» Directions for this task:
Copy all the lines of the data that include the word "consumed".
- - -
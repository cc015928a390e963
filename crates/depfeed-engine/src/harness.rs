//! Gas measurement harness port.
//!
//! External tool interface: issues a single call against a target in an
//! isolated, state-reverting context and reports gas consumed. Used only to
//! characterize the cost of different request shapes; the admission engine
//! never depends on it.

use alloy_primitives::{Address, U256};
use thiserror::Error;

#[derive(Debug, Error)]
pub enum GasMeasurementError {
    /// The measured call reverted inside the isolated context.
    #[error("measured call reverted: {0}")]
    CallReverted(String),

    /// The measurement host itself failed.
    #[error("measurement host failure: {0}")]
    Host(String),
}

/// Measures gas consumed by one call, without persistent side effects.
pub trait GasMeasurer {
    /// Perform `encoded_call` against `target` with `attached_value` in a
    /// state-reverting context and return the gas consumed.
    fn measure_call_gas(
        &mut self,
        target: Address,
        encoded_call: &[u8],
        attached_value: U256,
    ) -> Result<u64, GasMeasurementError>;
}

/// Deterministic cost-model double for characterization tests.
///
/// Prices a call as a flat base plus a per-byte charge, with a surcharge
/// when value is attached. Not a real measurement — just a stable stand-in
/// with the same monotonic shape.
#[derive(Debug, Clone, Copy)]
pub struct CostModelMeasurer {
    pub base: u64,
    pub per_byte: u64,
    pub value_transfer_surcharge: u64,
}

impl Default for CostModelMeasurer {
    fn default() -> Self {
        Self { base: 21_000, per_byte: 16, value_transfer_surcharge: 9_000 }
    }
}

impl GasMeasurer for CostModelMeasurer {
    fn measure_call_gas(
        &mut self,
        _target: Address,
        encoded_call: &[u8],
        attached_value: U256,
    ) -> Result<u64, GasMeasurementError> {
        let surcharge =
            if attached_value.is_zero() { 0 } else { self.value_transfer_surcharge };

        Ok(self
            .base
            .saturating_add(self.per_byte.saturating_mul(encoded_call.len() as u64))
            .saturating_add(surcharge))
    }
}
- - -
» Result of the task:
//! isolated, state-reverting context and reports gas consumed. Used only to
/// Measures gas consumed by one call, without persistent side effects.
    /// state-reverting context and return the gas consumed.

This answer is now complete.